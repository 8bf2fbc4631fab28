//! Gamma curves backed by tables that build.rs generates.

include!(concat!(env!("OUT_DIR"), "/gamma_lut.rs"));

const ENCODE_LAST: usize = ENCODE_STEPS - 1;

/// Decode an 8-bit sRGB channel to linear light.
///
/// Exact per code value: the table holds one entry per byte.
#[inline]
pub fn srgb8_to_linear(srgb: u8) -> f32 {
    SRGB8_TO_LINEAR[srgb as usize]
}

/// Encode a linear value to sRGB in 0.0..=1.0, interpolating between
/// table entries.
///
/// Out-of-range input saturates; NaN encodes as black.
#[inline]
pub fn linear_to_srgb(linear: f32) -> f32 {
    if linear.is_nan() {
        return 0.0;
    }

    let scaled = linear.clamp(0.0, 1.0) * ENCODE_LAST as f32;
    let index = (scaled as usize).min(ENCODE_LAST - 1);
    let (lo, hi) = (LINEAR_TO_SRGB[index], LINEAR_TO_SRGB[index + 1]);
    lo + (hi - lo) * (scaled - index as f32)
}
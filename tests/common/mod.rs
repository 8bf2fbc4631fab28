//! Common test infrastructure for Pixelpal integration tests.
//!
//! Each test file compiles its own copy of this module, so items may appear
//! unused from the perspective of a single test file even though they're
//! used elsewhere.

#![allow(dead_code)]
#![allow(unused_imports)]

pub mod assertions;
pub mod fixtures;

pub use assertions::*;
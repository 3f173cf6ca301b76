//! Banner widget: prefix, typed text and caret, centered.

use ratatui::{
    buffer::Buffer,
    layout::{Alignment, Rect},
    text::{Line, Span},
    widgets::{Paragraph, Widget, Wrap},
};
use unicode_width::UnicodeWidthStr;

use crate::theme::Theme;

/// The typewriter line as rendered in the full-screen player.
pub struct Banner<'a> {
    prefix: &'a str,
    text: &'a str,
    caret: &'a str,
    caret_visible: bool,
    theme: &'a Theme,
}

impl<'a> Banner<'a> {
    pub fn new(text: &'a str, theme: &'a Theme) -> Self {
        Self {
            prefix: "",
            text,
            caret: "|",
            caret_visible: true,
            theme,
        }
    }

    pub fn prefix(mut self, prefix: &'a str) -> Self {
        self.prefix = prefix;
        self
    }

    pub fn caret(mut self, caret: &'a str) -> Self {
        self.caret = caret;
        self
    }

    pub fn caret_visible(mut self, visible: bool) -> Self {
        self.caret_visible = visible;
        self
    }

    /// Build the styled line. A hidden caret is replaced by blanks of
    /// the same width so the text does not move.
    pub fn line(&self) -> Line<'a> {
        let mut spans = Vec::with_capacity(4);
        if !self.prefix.is_empty() {
            spans.push(Span::styled(self.prefix, self.theme.text_style()));
            spans.push(Span::styled(" ", self.theme.text_style()));
        }
        spans.push(Span::styled(self.text, self.theme.accent_bold_style()));
        if self.caret_visible {
            spans.push(Span::styled(self.caret, self.theme.caret_style()));
        } else {
            spans.push(Span::raw(" ".repeat(self.caret.width())));
        }
        Line::from(spans)
    }

    /// Display width of the full line in terminal cells.
    pub fn width(&self) -> usize {
        let prefix = if self.prefix.is_empty() {
            0
        } else {
            self.prefix.width() + 1
        };
        prefix + self.text.width() + self.caret.width()
    }
}

impl Widget for Banner<'_> {
    fn render(self, area: Rect, buf: &mut Buffer) {
        if area.width == 0 || area.height == 0 {
            return;
        }

        let width = self.width();
        let area_width = area.width as usize;

        if width <= area_width {
            let x = area.x + ((area_width - width) / 2) as u16;
            let y = area.y + area.height / 2;
            buf.set_line(x, y, &self.line(), area.width);
            return;
        }

        // Too wide for one row: let the paragraph wrap it
        let rows = (width + area_width - 1) / area_width;
        let height = (rows as u16).min(area.height);
        let y = area.y + (area.height - height) / 2;
        let target = Rect::new(area.x, y, area.width, height);

        Paragraph::new(self.line())
            .alignment(Alignment::Center)
            .wrap(Wrap { trim: false })
            .render(target, buf);
    }
}
//! `typecycle trace`: print the simulated timeline

use std::io::{self, Write};
use std::path::Path;
use std::time::Duration;

use anyhow::{bail, Result};
use serde::Serialize;

use typecycle::cli::TraceArgs;
use typecycle::typewriter::{Frame, Phase};
use typecycle::{Config, Sequencer, Timeline};

/// JSON form of a frame.
#[derive(Serialize)]
struct TraceRecord<'a> {
    at_ms: u64,
    text: &'a str,
    phase: Phase,
    index: usize,
}

pub fn handle(config_path: &Path, args: &TraceArgs) -> Result<()> {
    let config = Config::load_from(config_path)?;
    let (phrases, options) = super::resolve(&config, &args.phrases)?;

    let mut timeline = Timeline::new(Sequencer::new(phrases, options));
    let limit = Duration::from_millis(args.duration_ms);
    let frames = match &args.until {
        Some(target) => match timeline.run_until_text(target, limit) {
            Some(frame) => vec![frame],
            None => bail!("{:?} not shown within {}ms", target, args.duration_ms),
        },
        None => timeline.run_for(limit),
    };
    tracing::debug!(frames = frames.len(), "trace computed");

    let stdout = io::stdout();
    let mut out = stdout.lock();
    for frame in &frames {
        let line = if args.json {
            format_json(frame)?
        } else {
            format_plain(frame)
        };
        writeln!(out, "{}", line)?;
    }
    Ok(())
}

/// `<ms>ms <phase> "<text>"`
fn format_plain(frame: &Frame) -> String {
    format!(
        "{}ms {} {:?}",
        frame.at.as_millis(),
        frame.phase.label(),
        frame.text
    )
}

fn format_json(frame: &Frame) -> Result<String> {
    let record = TraceRecord {
        at_ms: u64::try_from(frame.at.as_millis()).unwrap_or(u64::MAX),
        text: &frame.text,
        phase: frame.phase,
        index: frame.index,
    };
    Ok(serde_json::to_string(&record)?)
}
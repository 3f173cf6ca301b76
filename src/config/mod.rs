//! Configuration file handling
//!
//! The config lives at `~/.config/typecycle/config.toml` (or wherever
//! `TYPECYCLE_CONFIG` points). Every section and field is optional;
//! anything missing falls back to its default.

mod error;
mod migrate;

pub use error::ConfigError;
pub use migrate::{migrate_config, MigrateResult};

use std::fs;
use std::path::{Path, PathBuf};

use serde::{Deserialize, Serialize};

use crate::theme::ThemeName;
use crate::typewriter::TypewriterOptions;

/// Environment variable overriding the config file location.
pub const CONFIG_ENV: &str = "TYPECYCLE_CONFIG";

/// Top-level configuration.
#[derive(Debug, Clone, Default, PartialEq, Serialize, Deserialize)]
#[serde(default)]
pub struct Config {
    /// Typing, deleting and pause timings
    pub typewriter: TypewriterOptions,
    /// What is shown around the typed text
    pub display: DisplayConfig,
}

/// Presentation settings.
#[derive(Debug, Clone, PartialEq, Serialize, Deserialize)]
#[serde(default)]
pub struct DisplayConfig {
    /// Static text shown before the typed phrase
    pub prefix: String,
    /// Phrases to cycle, in order
    pub phrases: Vec<String>,
    /// Caret glyph appended after the typed text
    pub caret: String,
    /// Full caret blink period (ms); 0 keeps it always visible
    pub caret_blink_ms: u64,
    /// Color theme
    pub theme: ThemeName,
}

impl Default for DisplayConfig {
    fn default() -> Self {
        Self {
            prefix: "I am a".to_string(),
            phrases: vec![
                "Full-Stack Web Developer".to_string(),
                "Web App & Dashboard Builder".to_string(),
                "CMS & Admin Panel Specialist".to_string(),
            ],
            caret: "|".to_string(),
            caret_blink_ms: 1060,
            theme: ThemeName::default(),
        }
    }
}

impl Config {
    /// Default config file location.
    ///
    /// Honors `TYPECYCLE_CONFIG`, then the platform config directory.
    pub fn config_path() -> Result<PathBuf, ConfigError> {
        if let Some(path) = std::env::var_os(CONFIG_ENV).filter(|p| !p.is_empty()) {
            return Ok(PathBuf::from(path));
        }
        dirs::config_dir()
            .map(|dir| dir.join("typecycle").join("config.toml"))
            .ok_or(ConfigError::NoConfigDir)
    }

    /// Load from the default location; a missing file yields defaults.
    pub fn load() -> Result<Self, ConfigError> {
        Self::load_from(&Self::config_path()?)
    }

    /// Load from `path`; a missing file yields defaults.
    pub fn load_from(path: &Path) -> Result<Self, ConfigError> {
        if !path.exists() {
            tracing::debug!(path = %path.display(), "no config file, using defaults");
            return Ok(Self::default());
        }
        let content = fs::read_to_string(path).map_err(|source| ConfigError::Read {
            path: path.to_path_buf(),
            source,
        })?;
        Self::parse(&content).map_err(|source| ConfigError::Parse {
            path: path.to_path_buf(),
            source,
        })
    }

    /// Parse config TOML.
    pub fn parse(content: &str) -> Result<Self, toml::de::Error> {
        toml::from_str(content)
    }

    /// Save to the default location.
    pub fn save(&self) -> Result<(), ConfigError> {
        self.save_to(&Self::config_path()?)
    }

    /// Save to `path`, creating parent directories.
    pub fn save_to(&self, path: &Path) -> Result<(), ConfigError> {
        let content = toml::to_string_pretty(self)?;
        let write_err = |source| ConfigError::Write {
            path: path.to_path_buf(),
            source,
        };
        if let Some(parent) = path.parent() {
            fs::create_dir_all(parent).map_err(write_err)?;
        }
        fs::write(path, content).map_err(write_err)
    }

    /// Check the config can drive a typewriter.
    pub fn validate(&self) -> Result<(), ConfigError> {
        if self.display.phrases.is_empty() {
            return Err(ConfigError::NoPhrases);
        }
        Ok(())
    }
}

§ §

PROBLEM STATEMENT - Check each line of the listing above, and copy it if it contains the word "DisplayConfig".

TASK RESULT -
    pub display: DisplayConfig,
pub struct DisplayConfig {
impl Default for DisplayConfig {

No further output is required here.